What to produce:
What lines of the data hold the string "true"? Copy them all.
_ _ _ _ _
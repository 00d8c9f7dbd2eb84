//! Signal sources consulted by a scan.

use std::future::Future;
use std::sync::Arc;

use anyhow::{anyhow, Result};
use hickory_resolver::TokioAsyncResolver;

use crate::dns::{analyze_dns, DnsInfo};
use crate::fetch::{fetch_page, FetchedPage};
use crate::html::{analyze_html, HtmlInfo};
use crate::tls::{get_ssl_certificate_info, SslInfo};

/// The four extractors a `FeaturePipeline` drives.
///
/// `NetworkSignals` talks to the network; tests substitute counting stubs.
pub trait SignalSource: Send + Sync {
    /// Fetches the page at `url`, following redirects.
    fn fetch(&self, url: &str) -> impl Future<Output = Result<FetchedPage>> + Send;

    /// Runs the HTML heuristics over a fetched body.
    ///
    /// Parsing is CPU-bound, so the default runs it on the blocking pool. A
    /// panic inside the parser is reported as an error rather than propagated.
    fn inspect_html(&self, body: String) -> impl Future<Output = Result<HtmlInfo>> + Send {
        async move {
            tokio::task::spawn_blocking(move || analyze_html(&body))
                .await
                .map_err(|e| anyhow!("HTML analysis task failed: {e}"))
        }
    }

    /// Looks up the address and mail exchangers of `domain`.
    fn resolve(&self, domain: &str) -> impl Future<Output = DnsInfo> + Send;

    /// Reads the leaf certificate served by `domain` on port 443.
    fn inspect_certificate(&self, domain: &str) -> impl Future<Output = Result<SslInfo>> + Send;
}

/// Production signal source backed by a shared HTTP client and resolver.
#[derive(Clone)]
pub struct NetworkSignals {
    client: Arc<reqwest::Client>,
    resolver: Arc<TokioAsyncResolver>,
}

impl NetworkSignals {
    /// Creates a source from the clients built by `initialization`.
    pub fn new(client: Arc<reqwest::Client>, resolver: Arc<TokioAsyncResolver>) -> Self {
        Self { client, resolver }
    }
}

impl SignalSource for NetworkSignals {
    async fn fetch(&self, url: &str) -> Result<FetchedPage> {
        fetch_page(&self.client, url).await
    }

    async fn resolve(&self, domain: &str) -> DnsInfo {
        analyze_dns(domain, &self.resolver).await
    }

    async fn inspect_certificate(&self, domain: &str) -> Result<SslInfo> {
        get_ssl_certificate_info(domain).await
    }
}
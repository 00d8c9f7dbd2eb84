//! IP address resolution.

use std::time::Duration;

use anyhow::{Error, Result};
use hickory_resolver::TokioAsyncResolver;

use crate::config::DNS_LOOKUP_GUARD_SECS;

/// Resolves a hostname to an IP address using DNS.
///
/// # Returns
///
/// The first IP address found, as a string.
///
/// # Errors
///
/// Returns an error if resolution fails, times out, or yields no addresses.
pub async fn resolve_host_to_ip(host: &str, resolver: &TokioAsyncResolver) -> Result<String> {
    let lookup = tokio::time::timeout(
        Duration::from_secs(DNS_LOOKUP_GUARD_SECS),
        resolver.lookup_ip(host),
    )
    .await
    .map_err(|_| Error::msg(format!("address lookup for {host} timed out")))?
    .map_err(Error::new)?;

    let ip = lookup
        .iter()
        .next()
        .ok_or_else(|| Error::msg("No IP addresses found"))?
        .to_string();
    Ok(ip)
}
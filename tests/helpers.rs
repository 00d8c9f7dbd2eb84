// Shared test helpers: an offline signal source, a mock classifier and an
// in-memory history store.

use std::sync::atomic::{AtomicUsize, Ordering};
use std::sync::Arc;

use httptest::{matchers::*, responders::*, Expectation, Server};

use pikephish::dns::DnsInfo;
use pikephish::fetch::FetchedPage;
use pikephish::tls::SslInfo;
use pikephish::{
    ClassifierClient, DuplicatePolicy, FeaturePipeline, HistoryStore, PhishingChecker,
    SignalSource,
};

/// Signal source that never touches the network and counts every call.
#[derive(Default)]
pub struct StubSignals {
    /// Page body returned by `fetch`; `None` makes the fetch fail
    pub body: Option<String>,
    /// Address returned by `resolve`; `None` makes resolution fail
    pub ip: Option<String>,
    /// Whether certificate inspection succeeds
    pub certificate_ok: bool,
    pub fetches: AtomicUsize,
    pub resolves: AtomicUsize,
    pub certificates: AtomicUsize,
}

#[allow(dead_code)] // Not every test file uses every constructor
impl StubSignals {
    /// All extractors succeed, serving `body`.
    pub fn serving(body: &str) -> Self {
        Self {
            body: Some(body.to_string()),
            ip: Some("198.51.100.7".to_string()),
            certificate_ok: true,
            ..Self::default()
        }
    }

    /// Every extractor fails.
    pub fn failing() -> Self {
        Self::default()
    }

    /// Total extractor invocations so far.
    pub fn total_calls(&self) -> usize {
        self.fetches.load(Ordering::SeqCst)
            + self.resolves.load(Ordering::SeqCst)
            + self.certificates.load(Ordering::SeqCst)
    }
}

impl SignalSource for StubSignals {
    async fn fetch(&self, url: &str) -> anyhow::Result<FetchedPage> {
        self.fetches.fetch_add(1, Ordering::SeqCst);
        match &self.body {
            Some(body) => Ok(FetchedPage {
                final_url: url.to_string(),
                status: 200,
                body: body.clone(),
            }),
            None => Err(anyhow::anyhow!("connection timed out")),
        }
    }

    async fn resolve(&self, _domain: &str) -> DnsInfo {
        self.resolves.fetch_add(1, Ordering::SeqCst);
        match &self.ip {
            Some(ip) => DnsInfo::from_lookups(Ok(ip.clone()), Ok(Vec::new())),
            None => DnsInfo::from_lookups(Err(anyhow::anyhow!("no such host")), Ok(Vec::new())),
        }
    }

    async fn inspect_certificate(&self, _domain: &str) -> anyhow::Result<SslInfo> {
        self.certificates.fetch_add(1, Ordering::SeqCst);
        if !self.certificate_ok {
            anyhow::bail!("handshake failed");
        }
        let now = chrono::Utc::now();
        Ok(SslInfo {
            issuer: "CN=Stub CA".to_string(),
            valid_from: now - chrono::Duration::days(30),
            valid_to: now + chrono::Duration::days(60),
            is_valid: true,
        })
    }
}

/// Mock classifier expecting `times` predict calls, each answered with `verdict`.
#[allow(dead_code)]
pub fn mock_classifier(times: usize, verdict: serde_json::Value) -> (Server, ClassifierClient) {
    let server = Server::run();
    server.expect(
        Expectation::matching(request::method_path("POST", "/predict"))
            .times(times)
            .respond_with(json_encoded(verdict)),
    );
    let client = classifier_for(&server);
    (server, client)
}

/// Classifier client pointed at `server`.
pub fn classifier_for(server: &Server) -> ClassifierClient {
    let base = format!("http://{}/", server.addr());
    ClassifierClient::new(Arc::new(reqwest::Client::new()), &base)
        .expect("mock server address is a valid base URL")
}

/// A phishing verdict body.
#[allow(dead_code)]
pub fn phishing_verdict() -> serde_json::Value {
    serde_json::json!({
        "url": "ignored",
        "isPhishing": true,
        "confidence": 0.91,
        "prediction": "phishing",
        "reason": "credential form on lookalike domain"
    })
}

/// A legitimate verdict body without a reason.
#[allow(dead_code)]
pub fn legitimate_verdict() -> serde_json::Value {
    serde_json::json!({
        "isPhishing": false,
        "confidence": 0.07,
        "prediction": "legitimate",
        "reason": null
    })
}

/// Checker over `signals` and `classifier` with a fresh in-memory store.
pub async fn checker_with(
    signals: StubSignals,
    classifier: ClassifierClient,
    history_limit: u32,
) -> PhishingChecker<StubSignals> {
    let store = HistoryStore::in_memory(DuplicatePolicy::Append)
        .await
        .expect("Failed to open in-memory history");
    PhishingChecker::new(FeaturePipeline::new(signals), classifier, Arc::new(store))
        .with_history_limit(history_limit)
}
//! CSS selector parsing utilities.

use scraper::{Html, Selector};

/// Parses a CSS selector, logging instead of failing.
///
/// Returns `None` when the selector does not parse; callers treat a missing
/// selector as one that matches nothing.
///
/// # Arguments
///
/// * `selector_str` - The CSS selector string to parse
/// * `context` - Context description for error logging (e.g., "iframe detection")
pub(crate) fn parse_selector_with_fallback(selector_str: &str, context: &str) -> Option<Selector> {
    match Selector::parse(selector_str) {
        Ok(selector) => Some(selector),
        Err(e) => {
            log::error!(
                "Failed to parse CSS selector '{}' in {}: {}. Selector disabled.",
                selector_str,
                context,
                e
            );
            None
        }
    }
}

/// Whether `selector` matches at least one element of `document`.
pub(crate) fn matches_any(document: &Html, selector: Option<&Selector>) -> bool {
    selector.is_some_and(|s| document.select(s).next().is_some())
}
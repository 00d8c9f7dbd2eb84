//! Certificate verifier that accepts every chain.
//!
//! Certificate inspection needs to see the certificate a site presents, valid
//! or not; self-signed and expired certificates are exactly the interesting
//! cases. Handshake signatures are still checked so the peer must own the key
//! of the certificate it sent.

use std::sync::Arc;

use rustls::client::danger::{HandshakeSignatureValid, ServerCertVerified, ServerCertVerifier};
use rustls::crypto::{verify_tls12_signature, verify_tls13_signature, CryptoProvider};
use rustls::pki_types::{CertificateDer, ServerName, UnixTime};
use rustls::{DigitallySignedStruct, SignatureScheme};

/// Accepts any server certificate chain without trust-anchor validation.
///
/// Never use this verifier for connections that carry data.
#[derive(Debug)]
pub(crate) struct InspectOnlyVerifier {
    provider: Arc<CryptoProvider>,
}

impl InspectOnlyVerifier {
    pub(crate) fn new(provider: Arc<CryptoProvider>) -> Self {
        Self { provider }
    }
}

impl ServerCertVerifier for InspectOnlyVerifier {
    fn verify_server_cert(
        &self,
        _end_entity: &CertificateDer<'_>,
        _intermediates: &[CertificateDer<'_>],
        _server_name: &ServerName<'_>,
        _ocsp_response: &[u8],
        _now: UnixTime,
    ) -> Result<ServerCertVerified, rustls::Error> {
        Ok(ServerCertVerified::assertion())
    }

    fn verify_tls12_signature(
        &self,
        message: &[u8],
        cert: &CertificateDer<'_>,
        dss: &DigitallySignedStruct,
    ) -> Result<HandshakeSignatureValid, rustls::Error> {
        verify_tls12_signature(
            message,
            cert,
            dss,
            &self.provider.signature_verification_algorithms,
        )
    }

    fn verify_tls13_signature(
        &self,
        message: &[u8],
        cert: &CertificateDer<'_>,
        dss: &DigitallySignedStruct,
    ) -> Result<HandshakeSignatureValid, rustls::Error> {
        verify_tls13_signature(
            message,
            cert,
            dss,
            &self.provider.signature_verification_algorithms,
        )
    }

    fn supported_verify_schemes(&self) -> Vec<SignatureScheme> {
        self.provider
            .signature_verification_algorithms
            .supported_schemes()
    }
}
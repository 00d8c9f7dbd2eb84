//! Page fetching.
//!
//! Issues the single bounded GET of a scan. Redirects are followed by the
//! client; timeouts and the User-Agent come from `init_client`. Any HTTP status
//! is a successful fetch: a 404 or 503 is itself a signal for the classifier.
//! The body is decoded with the charset named in `Content-Type`, UTF-8 otherwise.

use anyhow::{Context, Result};
use encoding_rs::{Encoding, UTF_8};
use log::debug;
use reqwest::header::CONTENT_TYPE;

use crate::config::MAX_RESPONSE_BODY_SIZE;

/// Result of a page fetch.
#[derive(Debug, Clone, PartialEq, Eq)]
pub struct FetchedPage {
    /// URL after all redirects
    pub final_url: String,
    /// HTTP status code of the final response
    pub status: u16,
    /// Response body decoded with its declared charset (lossy), truncated at
    /// `MAX_RESPONSE_BODY_SIZE` bytes before decoding
    pub body: String,
}

/// Fetches `url` with the given client and reads at most `MAX_RESPONSE_BODY_SIZE`
/// bytes of body.
///
/// # Errors
///
/// Returns an error if the request cannot be sent (DNS, connect, TLS, timeout,
/// redirect loop) or if reading the body fails midway.
pub async fn fetch_page(client: &reqwest::Client, url: &str) -> Result<FetchedPage> {
    let mut response = client
        .get(url)
        .send()
        .await
        .with_context(|| format!("request to {url} failed"))?;

    let status = response.status().as_u16();
    let final_url = response.url().to_string();
    let encoding = response
        .headers()
        .get(CONTENT_TYPE)
        .and_then(|value| value.to_str().ok())
        .map_or(UTF_8, body_encoding);
    debug!("HTTP {status} for {url} (final: {final_url}, charset: {})", encoding.name());

    let mut body: Vec<u8> = Vec::new();
    while let Some(chunk) = response
        .chunk()
        .await
        .with_context(|| format!("reading body of {final_url} failed"))?
    {
        let remaining = MAX_RESPONSE_BODY_SIZE - body.len();
        if chunk.len() >= remaining {
            body.extend_from_slice(&chunk[..remaining]);
            debug!("Body of {final_url} truncated at {MAX_RESPONSE_BODY_SIZE} bytes");
            break;
        }
        body.extend_from_slice(&chunk);
    }

    Ok(FetchedPage {
        final_url,
        status,
        body: encoding.decode(&body).0.into_owned(),
    })
}

/// Encoding named by the `charset` parameter of a Content-Type value.
///
/// Missing or unknown labels fall back to UTF-8.
fn body_encoding(content_type: &str) -> &'static Encoding {
    content_type
        .split(';')
        .skip(1)
        .filter_map(|param| param.split_once('='))
        .find(|(name, _)| name.trim().eq_ignore_ascii_case("charset"))
        .and_then(|(_, label)| Encoding::for_label(label.trim().trim_matches('"').as_bytes()))
        .unwrap_or(UTF_8)
}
_ _ _ _ _
Response to this exercise:
            certificate_ok: true,
            is_valid: true,
        "isPhishing": true,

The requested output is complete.